Bienaventurada Virgen María de los Dolores (C)

Lectura del santo Evangelio según Juan (19, 25-27)

Junto a la cruz de Jesús estaban su madre, la hermana de su madre, María, la de Cleofás, y María, la Magdalena. Jesús, al ver a su madre y junto a ella al discípulo al que amaba, dijo a su madre: «Mujer, ahí tienes a tu hijo». Luego, dijo al discípulo: «Ahí tienes a tu madre». Y desde aquella hora, el discípulo la recibió como algo propio.

Comentario

«Mujer, ahí tienes a tu hijo»

En la celebración de la Virgen de los Dolores, la liturgia nos propone la tercera palabra de Cristo en la cruz, cuando establece el vínculo materno filial entre su madre, la bienaventurada Virgen María, y la humanidad entera expresada en el discípulo amado, que narra la escena en su Evangelio.

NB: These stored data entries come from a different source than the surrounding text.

impl<P, K> ResourceProvisioner<P, K>
where
    P: Provider + Sync,
    K: KeyGenerator,
{
    /// Creates a provisioner.
    #[must_use]
    pub const fn new(provider: P, keys: K, settings: ProvisionSettings) -> Self {
        Self {
            provider,
            keys,
            settings,
        }
    }

    /// Returns the underlying provider.
    #[must_use]
    pub const fn provider(&self) -> &P {
        &self.provider
    }

    /// Generates a key pair and registers its public half.
    ///
    /// # Errors
    ///
    /// Returns [`ProvisionError`] when generation or registration fails.
    pub async fn create_key_pair(
        &self,
        run: &RunIdentity,
        labels: &BTreeMap<String, String>,
        ledger: &mut ResourceLedger,
        events: &dyn EventSink,
        cancel: &CancellationToken,
    ) -> Result<(TemporaryKeyPair, SshKeyHandle), ProvisionError> {
        ensure_active(cancel)?;
        let name = run.resource_name();
        let key_pair = self.keys.generate(&name).await?;

        ensure_active(cancel)?;
        let handle = self
            .provider
            .create_ssh_key(&name, key_pair.public_key(), labels)
            .await
            .map_err(|err| provider_error("create_ssh_key", &err))?;

        record(
            ledger,
            events,
            ProvisionedResource::SshKey {
                id: handle.id,
                name: handle.name.clone(),
            },
        );
        Ok((key_pair, handle))
    }

    /// Creates the server, attached to `ssh_key` and powered off, and waits
    /// until the provider finished setting it up.
    ///
    /// # Errors
    ///
    /// Returns [`ProvisionError`] when creation or the wait fails, or when
    /// the server has no public IPv4 address.
    #[expect(
        clippy::too_many_arguments,
        reason = "ledger, event sink and token are threaded through every step"
    )]
    pub async fn create_machine(
        &self,
        run: &RunIdentity,
        target: &ServerTarget,
        labels: &BTreeMap<String, String>,
        ssh_key: &SshKeyHandle,
        ledger: &mut ResourceLedger,
        events: &dyn EventSink,
        cancel: &CancellationToken,
    ) -> Result<TemporaryMachine, ProvisionError> {
        ensure_active(cancel)?;
        let spec = ServerSpec {
            name: run.resource_name(),
            server_type: resolve_server_type(target).to_owned(),
            image: self.settings.base_image.clone(),
            location: self.settings.location.clone(),
            ssh_keys: vec![ssh_key.id],
            start_after_create: false,
            labels: labels.clone(),
        };
        let created = self
            .provider
            .create_server(&spec)
            .await
            .map_err(|err| provider_error("create_server", &err))?;

        let server = created.server;
        record(
            ledger,
            events,
            ProvisionedResource::Server {
                id: server.id,
                name: server.name.clone(),
            },
        );

        self.wait("create_server", &created.actions, cancel).await?;

        let public_ipv4 = server
            .public_ipv4
            .ok_or(ProvisionError::MissingPublicIp {
                server_id: server.id,
            })?;
        Ok(TemporaryMachine {
            id: server.id,
            name: server.name,
            public_ipv4,
        })
    }

    /// Selects the rescue system, authorised for `ssh_key`, for the next
    /// boot.
    ///
    /// # Errors
    ///
    /// Returns [`ProvisionError`] when the call or its action fails.
    pub async fn enable_rescue(
        &self,
        machine: &TemporaryMachine,
        ssh_key: &SshKeyHandle,
        cancel: &CancellationToken,
    ) -> Result<(), ProvisionError> {
        ensure_active(cancel)?;
        let action = self
            .provider
            .enable_rescue(machine.id, &self.settings.rescue_type, &[ssh_key.id])
            .await
            .map_err(|err| provider_error("enable_rescue", &err))?;
        self.wait("enable_rescue", &[action], cancel).await
    }

    /// Powers the server on.
    ///
    /// # Errors
    ///
    /// Returns [`ProvisionError`] when the call or its action fails.
    pub async fn boot(
        &self,
        machine: &TemporaryMachine,
        cancel: &CancellationToken,
    ) -> Result<(), ProvisionError> {
        ensure_active(cancel)?;
        let action = self
            .provider
            .power_on(machine.id)
            .await
            .map_err(|err| provider_error("poweron", &err))?;
        self.wait("poweron", &[action], cancel).await
    }

    /// Snapshots the server disk and waits until the image is complete.
    ///
    /// # Errors
    ///
    /// Returns [`ProvisionError`] when the call or its action fails.
    pub async fn create_snapshot(
        &self,
        machine: &TemporaryMachine,
        spec: &ImageSpec,
        cancel: &CancellationToken,
    ) -> Result<ImageDescriptor, ProvisionError> {
        ensure_active(cancel)?;
        let created = self
            .provider
            .create_image(machine.id, spec)
            .await
            .map_err(|err| provider_error("create_image", &err))?;
        self.wait("create_image", std::slice::from_ref(&created.action), cancel)
            .await?;
        Ok(created.image)
    }

    /// Removes one resource. Server deletion waits for its action.
    ///
    /// Runs to completion regardless of any upload cancellation. A resource
    /// the provider no longer knows about counts as removed.
    ///
    /// # Errors
    ///
    /// Returns [`ProvisionError`] when the provider rejects the deletion.
    pub async fn destroy(&self, resource: &ProvisionedResource) -> Result<(), ProvisionError> {
        match resource {
            ProvisionedResource::SshKey { id, .. } => match self.provider.delete_ssh_key(*id).await {
                Ok(()) => Ok(()),
                Err(err) if err.is_not_found() => Ok(()),
                Err(err) => Err(provider_error("delete_ssh_key", &err)),
            },
            ProvisionedResource::Server { id, .. } => {
                let action = match self.provider.delete_server(*id).await {
                    Ok(action) => action,
                    Err(err) if err.is_not_found() => return Ok(()),
                    Err(err) => return Err(provider_error("delete_server", &err)),
                };
                self.wait("delete_server", &[action], &CancellationToken::new())
                    .await
            }
        }
    }

    async fn wait(
        &self,
        operation: &'static str,
        actions: &[ActionHandle],
        cancel: &CancellationToken,
    ) -> Result<(), ProvisionError> {
        match self.provider.wait_for_actions(actions, cancel).await {
            Ok(()) => Ok(()),
            Err(_) if cancel.is_cancelled() => Err(ProvisionError::Cancelled),
            Err(err) => Err(ProvisionError::Action {
                operation,
                message: err.to_string(),
            }),
        }
    }
}

fn ensure_active(cancel: &CancellationToken) -> Result<(), ProvisionError> {
    if cancel.is_cancelled() {
        return Err(ProvisionError::Cancelled);
    }
    Ok(())
}

fn provider_error(operation: &'static str, err: &dyn std::error::Error) -> ProvisionError {
    ProvisionError::Provider {
        operation,
        message: err.to_string(),
    }
}

fn record(ledger: &mut ResourceLedger, events: &dyn EventSink, resource: ProvisionedResource) {
    ledger.record(resource.clone());
    events.emit(UploadEvent::ResourceCreated { resource });
}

No puede haber dolor más grande que el de una madre contemplando cómo dan muerte -y muerte de cruz, la más infamante, la más degradante de la dignidad del reo de las torturas romanas- a su hijo inocente. Le atravesaría el corazón como un puñal, según la profecía del anciano Simeón en el templo. Y en mitad de ese trance, Cristo hace a María madre de los hombres y a éstos, hijos suyos. Desde entonces, jamás se ha oído decir que ninguno de los que han acudido a su protección, han implorado su asistencia o reclamado su socorro haya sido abandonado de la Virgen. Una madre nunca abandona a sus hijos.